Here’s an example in this screenshot (sorry for the French UI machine on the right!):

The SMB client, on the left (IP 10.10.10.20), is trying to connect to the SMB server on the right (IP 10.0.0.11 and FQDN dcfr.lab.lan), except it’s through the IP of a TCP relay (created with socat on Linux), at the bottom (IP 10.0.0.100) which simulates the NAT situation seen initially in our investigation.

So, the SMB server sees an incoming authentication, where the SMB client has declared (in the “Target Name” attribute on the left) it is expecting to authenticate to the IP of the TCP relay (10.0.0.100), which is different than the real server’s IP (10.0.0.11).

💥 Therefore, it detects the mismatch considered as an attack attempt, and denies the authentication right away, as we can see with the “Access is denied” error message and “STATUS_ACCESS_DENIED” in the SMB network capture.

With the same setup and server configuration, if the client connects directly to the server’s IP (10.0.0.11) without the relay, all is matching and it works:

How to troubleshoot?

551 “SMB Session Authentication Failure” event

The first hint in identifying this issue is that it generates a 551 “SMB Session Authentication Failure” event in the SMBServer event log (as seen in the first screenshot above).

5168 “SPN check for SMB/SMB2 failed” event

There is also a 5168 Security event “SPN check for SMB/SMB2 failed”, where we clearly see the IP address that was sent (the SPN, in red) Vs. what was expected (the semicolon-separated list, in green), sorry again for the French UI:

Note that for the 5168 event to be generated, the “Audit File Share” audit policy must be enabled for Failure at least.
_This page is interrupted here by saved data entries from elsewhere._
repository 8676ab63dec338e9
use async_trait::async_trait;

use crate::domain::product::errors::ProductError;
use crate::domain::product::model::Product;

#[async_trait]
pub trait GetAllProductsUseCase: Send + Sync {
    async fn execute(&self) -> Result<Vec<Product>, ProductError>;
}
You can check with:

auditpol.exe /get /SubCategory:"Detailed File Share"

We can also have the same 5168 event generated “because of NTLMv1 or LM protocols usage” since they don’t carry the required SPN attribute for the server to do its check.

Policy

✅ We can also check if the “Microsoft network server: Server SPN target name validation level” policy is enabled (for those following in French: “Serveur réseau Microsoft: niveau de validation du nom de la cible de serveur SPN”).

The corresponding registry key is SmbServerNameHardeningLevel found in “HKEY_LOCAL_MACHINE\System\CurrentControlSet\Services\LanManServer\Parameters”

We can query it with:

reg query HKLM\System\CurrentControlSet\Services\LanManServer\Parameters\ /v SmbServerNameHardeningLevel

Or using this dedicated PowerShell cmdlet:

Get-SmbServerConfiguration | fl *hard*

See below for the explanation of the possible values.
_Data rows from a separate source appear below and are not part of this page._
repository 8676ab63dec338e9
use std::sync::Arc;

use async_trait::async_trait;

use business::application::catalog::add_product_dialog::AddProductDialogUseCaseImpl;
use business::application::catalog::delete_product_dialog::DeleteProductDialogUseCaseImpl;
use business::application::catalog::edit_product_dialog::EditProductDialogUseCaseImpl;
use business::application::product::create::CreateProductUseCaseImpl;
use business::application::product::delete::DeleteProductUseCaseImpl;
use business::application::product::get_by_id::GetProductByIdUseCaseImpl;
use business::application::product::update::UpdateProductUseCaseImpl;
use business::domain::catalog::dialog::{
    ActiveDialog, AddDraftEdit, DialogState, EditDraftEdit, ImageReadOutcome,
    REQUIRED_FIELDS_MESSAGE,
};
use business::domain::catalog::errors::DialogError;
use business::domain::catalog::services::{ImageFile, ImageReadError, ImageReaderService};
use business::domain::catalog::use_cases::add_product_dialog::AddProductDialogUseCase;
use business::domain::catalog::use_cases::delete_product_dialog::{
    DeleteProductDialogUseCase, OpenDeleteDialogParams,
};
use business::domain::catalog::use_cases::edit_product_dialog::{
    EditProductDialogUseCase, OpenEditDialogParams,
};
use business::domain::logger::Logger;
use business::domain::product::model::Product;
use business::domain::product::repository::ProductRepository;
use business::domain::product::value_objects::{ProductCode, ProductId, ProductImage};
use logger::TracingLogger;
use persistence::product::repository::ProductRepositoryInMemory;

const PNG_DATA_URI: &str = "data:image/png;base64,iVBORw0KGgo=";

struct InstantReader;

#[async_trait]
impl ImageReaderService for InstantReader {
    async fn read_as_data_uri(&self, _file: ImageFile) -> Result<ProductImage, ImageReadError> {
        Ok(ProductImage::new(PNG_DATA_URI))
    }
}

struct Catalog {
    repository: Arc<ProductRepositoryInMemory>,
    add: AddProductDialogUseCaseImpl,
    edit: EditProductDialogUseCaseImpl,
    delete: DeleteProductDialogUseCaseImpl,
}

impl Catalog {
    fn seeded_with(products: Vec<Product>) -> Self {
        let repository = Arc::new(ProductRepositoryInMemory::with_products(products));
        let logger: Arc<dyn Logger> = Arc::new(TracingLogger);
        let state = DialogState::shared();
        let get_by_id = Arc::new(GetProductByIdUseCaseImpl {
            repository: repository.clone(),
            logger: logger.clone(),
        });

        Self {
            add: AddProductDialogUseCaseImpl {
                state: state.clone(),
                create_use_case: Arc::new(CreateProductUseCaseImpl {
                    repository: repository.clone(),
                    logger: logger.clone(),
                }),
                image_reader: Arc::new(InstantReader),
                logger: logger.clone(),
            },
            edit: EditProductDialogUseCaseImpl {
                state: state.clone(),
                get_by_id_use_case: get_by_id.clone(),
                update_use_case: Arc::new(UpdateProductUseCaseImpl {
                    repository: repository.clone(),
                    logger: logger.clone(),
                }),
                logger: logger.clone(),
            },
            delete: DeleteProductDialogUseCaseImpl {
                state,
                get_by_id_use_case: get_by_id,
                delete_use_case: Arc::new(DeleteProductUseCaseImpl {
                    repository: repository.clone(),
                    logger: logger.clone(),
                }),
                logger,
            },
            repository,
        }
    }

    async fn products(&self) -> Vec<Product> {
        self.repository.get_all().await.unwrap()
    }

    async fn add_product(&self, name: &str, code: &str, date: &str) {
        self.add.open().await.unwrap();
        self.add
            .edit(AddDraftEdit {
                name: Some(name.to_string()),
                product_code: Some(code.to_string()),
                date: Some(date.to_string()),
            })
            .await
            .unwrap();
        let pending = self
            .add
            .select_image(ImageFile {
                file_name: "photo.png".to_string(),
                bytes: vec![1, 2, 3],
            })
            .await
            .unwrap();
        assert_eq!(pending.finished().await, ImageReadOutcome::Applied);
        assert_eq!(self.add.confirm().await.unwrap(), ActiveDialog::Closed);
    }
}

fn product_a() -> Product {
    Product::from_repository(
        ProductId::new(1),
        "A".to_string(),
        ProductCode::new(100),
        "01.01.2024".parse().unwrap(),
        ProductImage::new("https://picsum.photos/id/228/200/300"),
    )
}

#[tokio::test]
async fn should_append_new_product_with_fresh_id() {
    let catalog = Catalog::seeded_with(vec![product_a()]);

    catalog.add_product("B", "200", "02.02.2024").await;

    let products = catalog.products().await;
    assert_eq!(products.len(), 2);
    assert_eq!(products[0], product_a());
    assert_eq!(products[1].name, "B");
    assert_eq!(products[1].product_code.value(), 200);
    assert_eq!(products[1].date.to_string(), "02.02.2024");
    assert_eq!(products[1].image.as_str(), PNG_DATA_URI);
    assert_ne!(products[1].id, products[0].id);
}

#[tokio::test]
async fn should_keep_list_and_dialog_when_field_missing() {
    let catalog = Catalog::seeded_with(vec![product_a()]);
    catalog.add.open().await.unwrap();
    catalog
        .add
        .edit(AddDraftEdit {
            name: Some("B".to_string()),
            product_code: Some("200".to_string()),
            date: Some("02.02.2024".to_string()),
        })
        .await
        .unwrap();

    let active = catalog.add.confirm().await.unwrap();

    let ActiveDialog::Add(dialog) = active else {
        panic!("add dialog expected");
    };
    assert_eq!(dialog.error.as_deref(), Some(REQUIRED_FIELDS_MESSAGE));
    assert_eq!(catalog.products().await, vec![product_a()]);
}

#[tokio::test]
async fn should_edit_name_in_place_and_keep_id() {
    let catalog = Catalog::seeded_with(vec![product_a()]);
    catalog.add_product("B", "200", "02.02.2024").await;
    let before = catalog.products().await;

    catalog
        .edit
        .open(OpenEditDialogParams {
            id: ProductId::new(1),
        })
        .await
        .unwrap();
    catalog
        .edit
        .edit(EditDraftEdit {
            name: Some("Z".to_string()),
            ..Default::default()
        })
        .await
        .unwrap();

    // Unconfirmed edits stay in the dialog.
    assert_eq!(catalog.products().await, before);

    catalog.edit.confirm().await.unwrap();

    let after = catalog.products().await;
    assert_eq!(after.len(), 2);
    assert_eq!(after[0].id, ProductId::new(1));
    assert_eq!(after[0].name, "Z");
    assert_eq!(after[0].product_code, before[0].product_code);
    assert_eq!(after[1], before[1]);
}

#[tokio::test]
async fn should_leave_list_untouched_when_edited_product_was_removed() {
    let catalog = Catalog::seeded_with(vec![product_a()]);
    catalog
        .edit
        .open(OpenEditDialogParams {
            id: ProductId::new(1),
        })
        .await
        .unwrap();
    catalog.repository.delete(ProductId::new(1)).await.unwrap();

    let active = catalog.edit.confirm().await.unwrap();

    assert_eq!(active, ActiveDialog::Closed);
    assert!(catalog.products().await.is_empty());
}

#[tokio::test]
async fn should_delete_only_the_selected_product() {
    let catalog = Catalog::seeded_with(vec![product_a()]);
    catalog.add_product("B", "200", "02.02.2024").await;
    let second = catalog.products().await[1].clone();

    catalog
        .delete
        .open(OpenDeleteDialogParams {
            id: ProductId::new(1),
        })
        .await
        .unwrap();
    catalog.delete.confirm().await.unwrap();

    assert_eq!(catalog.products().await, vec![second]);
}

#[tokio::test]
async fn should_not_open_delete_dialog_for_unknown_id() {
    let catalog = Catalog::seeded_with(vec![product_a()]);

    let result = catalog
        .delete
        .open(OpenDeleteDialogParams {
            id: ProductId::new(42),
        })
        .await;

    assert!(matches!(result, Err(DialogError::Product(_))));
    assert_eq!(catalog.products().await, vec![product_a()]);
}

#[tokio::test]
async fn should_never_reuse_deleted_ids() {
    let catalog = Catalog::seeded_with(vec![]);
    catalog.add_product("B", "200", "02.02.2024").await;
    let deleted = catalog.products().await[0].id;

    catalog
        .delete
        .open(OpenDeleteDialogParams { id: deleted })
        .await
        .unwrap();
    catalog.delete.confirm().await.unwrap();
    catalog.add_product("C", "300", "03.03.2024").await;

    let products = catalog.products().await;
    assert_eq!(products.len(), 1);
    assert!(products[0].id > deleted);
}

#[tokio::test]
async fn should_allow_only_one_dialog_at_a_time() {
    let catalog = Catalog::seeded_with(vec![product_a()]);
    catalog.add.open().await.unwrap();

    let result = catalog
        .edit
        .open(OpenEditDialogParams {
            id: ProductId::new(1),
        })
        .await;

    assert!(matches!(result, Err(DialogError::AlreadyOpen)));
}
How to configure the policy?

⚙️ The “Microsoft network server: Server SPN target name validation level” policy has three possible values:

  • 0[default] = “Off”
    “The SPN is not required or validated by the SMB server from a SMB client.”
  • 1 = “Accept if provided by client”
    “The SMB server will accept and validate the SPN provided by the SMB client and allow a session to be established if it matches the SMB server’s list of SPN’s for itself. If the SPN does NOT match, the session request for that SMB client will be denied.”
  • 2 = “Required from client”
    “The SMB client MUST send a SPN name in session setup, and the SPN name provided MUST match the SMB server that is being requested to establish a connection. If no SPN is provided by the client, or the SPN provided does not match, the session is denied.”

In our testing, we observed access denied errors in such a relay/NAT situation, with either the values of 1 or 2, because the Windows SMB client knows to provide the expected SPN. However, setting the registry key to 0 disables the protection and indeed it made the connection possible even through the relay.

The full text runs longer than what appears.